Which lines of the records hold the string "TooShort"? Report only how many of them there are.

*** Records to process ***

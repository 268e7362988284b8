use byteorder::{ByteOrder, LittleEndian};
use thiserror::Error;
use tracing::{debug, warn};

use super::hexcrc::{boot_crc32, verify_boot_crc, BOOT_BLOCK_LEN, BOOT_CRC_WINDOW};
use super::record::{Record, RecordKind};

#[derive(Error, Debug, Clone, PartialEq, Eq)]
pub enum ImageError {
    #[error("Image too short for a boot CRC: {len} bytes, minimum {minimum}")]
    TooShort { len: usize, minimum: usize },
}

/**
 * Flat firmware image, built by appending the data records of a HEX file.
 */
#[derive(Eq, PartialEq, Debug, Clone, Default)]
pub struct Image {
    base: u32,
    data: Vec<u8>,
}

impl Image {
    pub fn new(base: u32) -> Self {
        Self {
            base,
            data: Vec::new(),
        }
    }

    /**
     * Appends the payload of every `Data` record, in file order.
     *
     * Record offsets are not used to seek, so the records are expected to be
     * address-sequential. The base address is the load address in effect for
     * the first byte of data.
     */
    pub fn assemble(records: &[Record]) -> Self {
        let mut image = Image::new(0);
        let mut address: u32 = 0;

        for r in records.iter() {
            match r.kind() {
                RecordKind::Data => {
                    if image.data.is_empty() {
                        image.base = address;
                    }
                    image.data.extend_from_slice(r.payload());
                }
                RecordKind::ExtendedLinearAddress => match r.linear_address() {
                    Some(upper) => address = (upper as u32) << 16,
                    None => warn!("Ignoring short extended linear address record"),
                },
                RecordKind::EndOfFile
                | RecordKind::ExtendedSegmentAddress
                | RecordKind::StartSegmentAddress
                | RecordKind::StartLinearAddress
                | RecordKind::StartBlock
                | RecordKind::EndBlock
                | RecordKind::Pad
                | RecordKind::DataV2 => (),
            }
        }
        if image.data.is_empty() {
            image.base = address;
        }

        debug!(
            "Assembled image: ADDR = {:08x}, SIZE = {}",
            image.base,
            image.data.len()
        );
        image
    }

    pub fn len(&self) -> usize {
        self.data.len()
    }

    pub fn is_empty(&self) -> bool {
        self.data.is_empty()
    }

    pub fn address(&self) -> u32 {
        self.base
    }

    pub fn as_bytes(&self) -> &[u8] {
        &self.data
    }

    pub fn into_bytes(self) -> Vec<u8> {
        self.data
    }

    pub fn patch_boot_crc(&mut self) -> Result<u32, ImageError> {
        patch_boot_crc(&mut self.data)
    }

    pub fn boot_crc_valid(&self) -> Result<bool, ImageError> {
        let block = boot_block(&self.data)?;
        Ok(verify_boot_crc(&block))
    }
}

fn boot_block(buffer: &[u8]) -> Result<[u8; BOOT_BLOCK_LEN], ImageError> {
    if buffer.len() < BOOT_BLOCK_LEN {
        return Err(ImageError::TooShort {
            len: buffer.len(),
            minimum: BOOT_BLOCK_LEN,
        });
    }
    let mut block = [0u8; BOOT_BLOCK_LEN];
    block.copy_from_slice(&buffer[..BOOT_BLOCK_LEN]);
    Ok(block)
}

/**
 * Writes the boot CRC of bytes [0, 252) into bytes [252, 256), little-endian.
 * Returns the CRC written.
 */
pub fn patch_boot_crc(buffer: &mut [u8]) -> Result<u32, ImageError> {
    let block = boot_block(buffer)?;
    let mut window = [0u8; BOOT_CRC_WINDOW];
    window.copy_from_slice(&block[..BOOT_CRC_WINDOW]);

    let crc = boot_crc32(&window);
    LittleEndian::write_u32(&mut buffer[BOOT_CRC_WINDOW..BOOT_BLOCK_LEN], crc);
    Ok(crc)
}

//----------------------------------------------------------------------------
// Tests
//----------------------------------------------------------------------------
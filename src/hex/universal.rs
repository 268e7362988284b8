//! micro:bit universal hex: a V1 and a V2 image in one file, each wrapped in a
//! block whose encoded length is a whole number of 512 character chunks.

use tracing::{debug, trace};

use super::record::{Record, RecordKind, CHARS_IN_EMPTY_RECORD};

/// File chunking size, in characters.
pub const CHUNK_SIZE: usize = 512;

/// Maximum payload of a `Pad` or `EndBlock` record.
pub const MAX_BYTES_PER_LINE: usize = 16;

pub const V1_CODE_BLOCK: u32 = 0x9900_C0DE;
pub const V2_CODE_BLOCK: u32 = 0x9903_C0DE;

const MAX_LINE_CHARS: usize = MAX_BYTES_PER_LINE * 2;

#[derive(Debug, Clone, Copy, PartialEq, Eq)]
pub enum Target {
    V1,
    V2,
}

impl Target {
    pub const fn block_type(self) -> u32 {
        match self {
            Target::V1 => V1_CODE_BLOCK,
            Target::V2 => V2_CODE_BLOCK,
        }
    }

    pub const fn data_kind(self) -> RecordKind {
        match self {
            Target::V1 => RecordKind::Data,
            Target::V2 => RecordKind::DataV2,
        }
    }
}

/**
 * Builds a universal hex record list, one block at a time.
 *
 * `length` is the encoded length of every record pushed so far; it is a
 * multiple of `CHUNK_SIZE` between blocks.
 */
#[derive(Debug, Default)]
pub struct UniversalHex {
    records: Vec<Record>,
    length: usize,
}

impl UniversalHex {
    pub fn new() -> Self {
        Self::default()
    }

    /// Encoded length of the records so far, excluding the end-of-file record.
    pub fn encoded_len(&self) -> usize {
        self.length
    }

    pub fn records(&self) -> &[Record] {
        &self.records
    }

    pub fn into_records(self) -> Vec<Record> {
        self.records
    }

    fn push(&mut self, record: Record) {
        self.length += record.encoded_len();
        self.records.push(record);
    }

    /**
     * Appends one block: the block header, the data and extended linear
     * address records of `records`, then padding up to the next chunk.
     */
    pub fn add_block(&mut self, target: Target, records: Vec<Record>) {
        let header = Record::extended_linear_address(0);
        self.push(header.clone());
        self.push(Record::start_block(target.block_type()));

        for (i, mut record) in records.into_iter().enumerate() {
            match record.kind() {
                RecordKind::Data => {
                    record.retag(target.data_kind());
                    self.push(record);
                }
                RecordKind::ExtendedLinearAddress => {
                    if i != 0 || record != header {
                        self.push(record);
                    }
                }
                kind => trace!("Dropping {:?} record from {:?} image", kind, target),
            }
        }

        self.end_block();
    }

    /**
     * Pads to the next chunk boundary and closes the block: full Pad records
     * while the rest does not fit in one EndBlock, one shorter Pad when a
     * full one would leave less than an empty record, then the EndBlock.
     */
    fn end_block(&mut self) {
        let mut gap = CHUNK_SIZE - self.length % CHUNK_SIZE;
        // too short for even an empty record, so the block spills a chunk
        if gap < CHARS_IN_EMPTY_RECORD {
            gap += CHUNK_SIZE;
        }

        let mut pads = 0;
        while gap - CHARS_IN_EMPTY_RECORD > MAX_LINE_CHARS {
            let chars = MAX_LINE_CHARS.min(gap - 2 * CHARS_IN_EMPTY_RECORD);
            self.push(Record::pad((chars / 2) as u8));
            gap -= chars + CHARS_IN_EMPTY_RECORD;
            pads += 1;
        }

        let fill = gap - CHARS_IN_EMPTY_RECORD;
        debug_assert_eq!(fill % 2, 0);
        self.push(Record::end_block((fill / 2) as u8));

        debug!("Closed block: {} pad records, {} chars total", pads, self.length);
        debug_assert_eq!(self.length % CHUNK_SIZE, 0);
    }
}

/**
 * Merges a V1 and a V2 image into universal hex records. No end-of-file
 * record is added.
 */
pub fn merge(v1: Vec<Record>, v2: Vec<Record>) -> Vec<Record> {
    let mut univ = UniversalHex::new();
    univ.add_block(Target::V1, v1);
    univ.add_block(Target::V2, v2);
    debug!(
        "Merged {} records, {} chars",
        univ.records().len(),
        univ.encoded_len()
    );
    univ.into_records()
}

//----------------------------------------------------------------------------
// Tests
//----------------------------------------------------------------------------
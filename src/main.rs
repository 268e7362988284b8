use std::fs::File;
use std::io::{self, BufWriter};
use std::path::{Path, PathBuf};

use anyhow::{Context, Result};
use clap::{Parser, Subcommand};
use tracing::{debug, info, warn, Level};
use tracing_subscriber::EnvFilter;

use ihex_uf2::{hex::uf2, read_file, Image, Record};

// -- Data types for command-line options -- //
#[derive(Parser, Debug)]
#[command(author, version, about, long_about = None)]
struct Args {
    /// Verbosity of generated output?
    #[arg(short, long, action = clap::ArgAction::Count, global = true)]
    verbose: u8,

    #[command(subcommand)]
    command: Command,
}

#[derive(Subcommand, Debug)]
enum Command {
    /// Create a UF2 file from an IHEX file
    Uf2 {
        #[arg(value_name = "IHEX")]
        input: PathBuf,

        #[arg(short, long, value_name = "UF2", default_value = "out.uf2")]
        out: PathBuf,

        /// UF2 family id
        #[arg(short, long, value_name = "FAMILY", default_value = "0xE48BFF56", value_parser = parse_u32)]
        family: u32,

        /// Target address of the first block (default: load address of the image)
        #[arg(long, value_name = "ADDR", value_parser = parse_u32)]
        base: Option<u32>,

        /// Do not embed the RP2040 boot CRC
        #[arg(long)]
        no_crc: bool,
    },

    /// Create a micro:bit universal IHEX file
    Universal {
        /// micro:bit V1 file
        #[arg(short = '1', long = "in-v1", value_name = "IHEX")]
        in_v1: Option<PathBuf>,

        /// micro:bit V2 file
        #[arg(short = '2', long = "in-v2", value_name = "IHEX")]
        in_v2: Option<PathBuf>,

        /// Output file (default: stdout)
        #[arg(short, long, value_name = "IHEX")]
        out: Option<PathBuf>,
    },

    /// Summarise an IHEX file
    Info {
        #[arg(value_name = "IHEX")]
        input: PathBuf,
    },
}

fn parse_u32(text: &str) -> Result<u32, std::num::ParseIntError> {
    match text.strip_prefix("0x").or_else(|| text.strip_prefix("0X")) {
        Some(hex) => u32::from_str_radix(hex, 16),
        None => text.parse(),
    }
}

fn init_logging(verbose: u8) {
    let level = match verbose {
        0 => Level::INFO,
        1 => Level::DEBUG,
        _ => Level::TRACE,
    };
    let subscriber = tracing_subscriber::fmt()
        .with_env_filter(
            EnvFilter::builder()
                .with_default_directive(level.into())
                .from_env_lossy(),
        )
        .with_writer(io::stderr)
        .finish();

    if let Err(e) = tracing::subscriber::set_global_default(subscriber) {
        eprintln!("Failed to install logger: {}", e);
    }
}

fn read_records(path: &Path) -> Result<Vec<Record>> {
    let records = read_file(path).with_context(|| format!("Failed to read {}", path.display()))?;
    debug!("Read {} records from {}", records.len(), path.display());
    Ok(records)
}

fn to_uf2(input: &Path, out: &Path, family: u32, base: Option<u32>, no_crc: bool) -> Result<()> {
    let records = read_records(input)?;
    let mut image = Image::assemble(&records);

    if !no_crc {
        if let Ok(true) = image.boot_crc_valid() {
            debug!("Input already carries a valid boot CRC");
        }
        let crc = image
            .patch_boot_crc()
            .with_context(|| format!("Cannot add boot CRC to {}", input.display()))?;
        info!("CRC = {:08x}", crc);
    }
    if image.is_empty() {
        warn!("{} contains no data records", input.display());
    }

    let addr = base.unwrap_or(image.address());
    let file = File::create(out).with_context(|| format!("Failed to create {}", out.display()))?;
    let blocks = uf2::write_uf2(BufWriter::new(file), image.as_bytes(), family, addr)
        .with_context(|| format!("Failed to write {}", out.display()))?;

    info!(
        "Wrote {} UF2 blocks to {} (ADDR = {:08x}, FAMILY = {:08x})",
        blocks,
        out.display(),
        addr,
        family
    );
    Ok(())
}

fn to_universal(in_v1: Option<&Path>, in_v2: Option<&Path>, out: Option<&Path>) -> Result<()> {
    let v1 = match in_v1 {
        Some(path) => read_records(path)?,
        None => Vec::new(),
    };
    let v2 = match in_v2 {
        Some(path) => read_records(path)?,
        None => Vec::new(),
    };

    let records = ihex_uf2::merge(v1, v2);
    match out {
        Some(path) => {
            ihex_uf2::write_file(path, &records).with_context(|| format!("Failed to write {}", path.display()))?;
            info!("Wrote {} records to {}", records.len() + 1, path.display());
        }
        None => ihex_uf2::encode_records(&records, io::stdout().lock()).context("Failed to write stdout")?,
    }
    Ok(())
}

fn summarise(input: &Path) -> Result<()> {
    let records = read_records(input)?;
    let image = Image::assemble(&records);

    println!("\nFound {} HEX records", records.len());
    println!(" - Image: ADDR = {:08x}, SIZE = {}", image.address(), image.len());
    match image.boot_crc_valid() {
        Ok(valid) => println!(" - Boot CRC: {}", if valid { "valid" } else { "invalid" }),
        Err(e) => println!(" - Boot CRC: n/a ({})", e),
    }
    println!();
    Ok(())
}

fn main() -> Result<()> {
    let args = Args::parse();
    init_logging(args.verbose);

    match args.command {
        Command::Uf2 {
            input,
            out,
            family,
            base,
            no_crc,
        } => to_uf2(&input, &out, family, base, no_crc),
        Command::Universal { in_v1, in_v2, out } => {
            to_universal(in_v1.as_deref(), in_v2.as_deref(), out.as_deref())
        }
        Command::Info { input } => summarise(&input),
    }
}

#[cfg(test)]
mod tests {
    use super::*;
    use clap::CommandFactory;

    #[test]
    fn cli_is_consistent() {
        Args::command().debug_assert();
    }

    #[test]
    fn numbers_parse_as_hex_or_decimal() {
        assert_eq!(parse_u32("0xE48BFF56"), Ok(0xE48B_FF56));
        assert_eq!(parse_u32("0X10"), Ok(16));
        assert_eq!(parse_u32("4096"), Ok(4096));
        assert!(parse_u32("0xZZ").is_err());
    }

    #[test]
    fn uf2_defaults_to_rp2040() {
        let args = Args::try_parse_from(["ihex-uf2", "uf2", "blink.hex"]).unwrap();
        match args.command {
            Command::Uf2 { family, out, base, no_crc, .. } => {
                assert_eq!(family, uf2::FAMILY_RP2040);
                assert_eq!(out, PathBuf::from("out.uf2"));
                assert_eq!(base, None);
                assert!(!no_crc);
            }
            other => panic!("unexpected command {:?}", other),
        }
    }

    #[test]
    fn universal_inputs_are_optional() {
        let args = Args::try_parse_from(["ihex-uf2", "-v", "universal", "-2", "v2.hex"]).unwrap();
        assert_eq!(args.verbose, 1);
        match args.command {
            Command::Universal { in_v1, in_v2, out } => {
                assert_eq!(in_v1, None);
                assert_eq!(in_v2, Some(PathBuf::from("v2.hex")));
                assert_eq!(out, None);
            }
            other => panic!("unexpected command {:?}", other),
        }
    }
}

*** End of Records to process ***

= Solved exercise =
2